Example WSD datasets for Russian (adapted from [RUSSE'18](https://toloka.yandex.ru/datasets/)):
- https://rusvectores.org/static/testsets/russe_wsd.tsv
- https://rusvectores.org/static/testsets/russe_wsd_lemm.tsv (lemmatized)

# Frequently Asked Questions
### Where can I find pre-trained ELMo models?

Several repositories are available where one can download ELMo models compatible with _simple_elmo_:
- [NLPL vector repository](http://vectors.nlpl.eu/repository/)
(except _ELMoForManyLangs_ models trained on the CoNLL17 corpus; see below)
- [AllenNLP](https://allennlp.org/elmo)
- [CLARIN](https://www.clarin.si/repository/xmlui/handle/11356/1277)

### Can I load [ELMoForManyLangs](https://github.com/HIT-SCIR/ELMoForManyLangs) models?

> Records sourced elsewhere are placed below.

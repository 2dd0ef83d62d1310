//! Template-based document rendering
//!
//! Uses MiniJinja templates for the XML form of the mapping document.
//! Templates are embedded by default; a directory holding
//! `documents/app_schema.jinja` can override the embedded one.

pub mod context;
pub mod filters;

use crate::document::MappingDocument;
use crate::error::{Error, Result};
use minijinja::Environment;
use std::path::Path;
use std::sync::OnceLock;

/// Name of the mapping document template
pub const DOCUMENT_TEMPLATE: &str = "documents/app_schema.jinja";

// Embedded templates (compiled into binary)
mod embedded {
    pub const APP_SCHEMA: &str = include_str!("../../templates/documents/app_schema.jinja");
}

/// Template engine singleton
static ENGINE: OnceLock<Environment<'static>> = OnceLock::new();

/// Initialize the template engine with embedded templates
fn init_engine() -> Environment<'static> {
    let mut env = Environment::new();
    env.set_trim_blocks(true);
    env.set_lstrip_blocks(true);

    filters::register_filters(&mut env);

    env.add_template(DOCUMENT_TEMPLATE, embedded::APP_SCHEMA)
        .expect("Failed to load app-schema document template");

    env
}

/// Get the global template engine
pub fn engine() -> &'static Environment<'static> {
    ENGINE.get_or_init(init_engine)
}

/// Create a new template engine with custom template directory
///
/// Templates in `custom_dir` override embedded templates.
pub fn engine_with_override(custom_dir: &Path) -> Result<Environment<'static>> {
    let mut env = init_engine();

    let path = custom_dir.join(DOCUMENT_TEMPLATE);
    if path.exists() {
        let content = std::fs::read_to_string(&path)?;
        // Leaked once per engine; engines are built at startup
        let content: &'static str = Box::leak(content.into_boxed_str());
        env.add_template(DOCUMENT_TEMPLATE, content)
            .map_err(|e| Error::Template(format!("{}: {}", path.display(), e)))?;
    }

    Ok(env)
}

/// Render a mapping document as app-schema XML
pub fn render_document(document: &MappingDocument) -> Result<String> {
    render_document_with(engine(), document)
}

/// Render with a specific engine, e.g. one from [`engine_with_override`]
pub fn render_document_with(env: &Environment<'_>, document: &MappingDocument) -> Result<String> {
    let template = env
        .get_template(DOCUMENT_TEMPLATE)
        .map_err(|e| Error::Template(e.to_string()))?;
    let ctx = context::DocumentContext::from_document(document);
    template
        .render(&ctx)
        .map_err(|e| Error::Template(e.to_string()))
}

#[cfg(test)]
mod tests {
    use super::*;
    use crate::document::{AttributeMapping, FeatureTypeMapping, Namespace};

    fn sample_document() -> MappingDocument {
        let mut geometry = AttributeMapping::new("lcv:geometry");
        geometry.target_attribute_node = Some("gml:MultiSurfaceType".into());
        geometry.source_expression = Some("geom".into());
        geometry.id_expression = Some("strConcat('geom.', unit_id)".into());

        let mut member = AttributeMapping::new("lcv:member");
        member.source_expression = Some("dataset_id".into());
        member.link_element = Some("lcv:LandCoverUnit".into());
        member.link_field = Some("FEATURE_LINK[1]".into());
        member.is_multiple = true;
        member.set_client_property("xlink:href", "unit_id");

        let mut unit = FeatureTypeMapping::new("landcover", "lcv:LandCoverUnit");
        unit.attribute_mappings.push(geometry);
        let mut dataset = FeatureTypeMapping::new("dataset", "lcv:LandCoverDataset");
        dataset.attribute_mappings.push(member);

        MappingDocument {
            namespaces: vec![Namespace {
                prefix: "lcv".into(),
                uri: "http://inspire.ec.europa.eu/schemas/lcv/3.0".into(),
            }],
            type_mappings: vec![unit, dataset],
        }
    }

    #[test]
    fn test_engine_initialization() {
        assert!(engine().get_template(DOCUMENT_TEMPLATE).is_ok());
    }

    #[test]
    fn test_render_document() {
        let xml = render_document(&sample_document()).unwrap();
        assert!(xml.starts_with("<?xml version=\"1.0\" encoding=\"UTF-8\"?>"));
        assert!(xml.contains("<prefix>lcv</prefix>"));
        assert!(xml.contains("<targetElement>lcv:LandCoverUnit</targetElement>"));
        assert!(xml.contains("<targetAttributeNode>gml:MultiSurfaceType</targetAttributeNode>"));
        assert!(xml.contains("<OCQL>strConcat(&apos;geom.&apos;, unit_id)</OCQL>"));
        assert!(xml.contains("<linkElement>lcv:LandCoverUnit</linkElement>"));
        assert!(xml.contains("<linkField>FEATURE_LINK[1]</linkField>"));
        assert!(xml.contains("<isMultiple>true</isMultiple>"));
        assert!(xml.contains("<name>xlink:href</name>"));
        assert!(!xml.contains("{%"));
    }

    #[test]
    fn test_render_is_deterministic() {
        let doc = sample_document();
        assert_eq!(render_document(&doc).unwrap(), render_document(&doc).unwrap());
    }

    #[test]
    fn test_override_directory() {
        let dir = tempfile::tempdir().unwrap();
        let path = dir.path().join("documents");
        std::fs::create_dir_all(&path).unwrap();
        std::fs::write(
            path.join("app_schema.jinja"),
            "{% for m in type_mappings %}{{ m.target_element }};{% endfor %}",
        )
        .unwrap();

        let env = engine_with_override(dir.path()).unwrap();
        let out = render_document_with(&env, &sample_document()).unwrap();
        assert_eq!(out, "lcv:LandCoverUnit;lcv:LandCoverDataset;");
    }
}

Unfortunately not. These models are trained using a slightly different architecture.
Therefore, they are [not compatible](https://github.com/HIT-SCIR/ELMoForManyLangs/issues/1#issuecomment-427668469) neither with _AllenNLP_ nor with _simple_elmo_.
You should use the original [ELMoForManyLangs](https://github.com/HIT-SCIR/ELMoForManyLangs) code to work with these models.

### I see a lot of warnings about deprecated methods

This is normal. The  _simple_elmo_ library is based on the [original ELMo implementation](https://github.com/allenai/bilm-tf) which was aimed at the versions of TensorFlow which are very outdated today.
We significantly updated the code and fixed many warnings - but not all of them yet. The work continues (and will eventually lead to a complete switch to TensorFlow 2).

Meaniwhile, these warnings can be ignored: they do not harm the resulting embeddings in any way.

### Can I train my own ELMo with this library?

Currently we provide ELMo training code (updated and improved in the same way compared to the original implementation)
in a [separate repository](https://github.com/ltgoslo/simple_elmo_training).
It will be integrated into the _simple_elmo_ package at some point.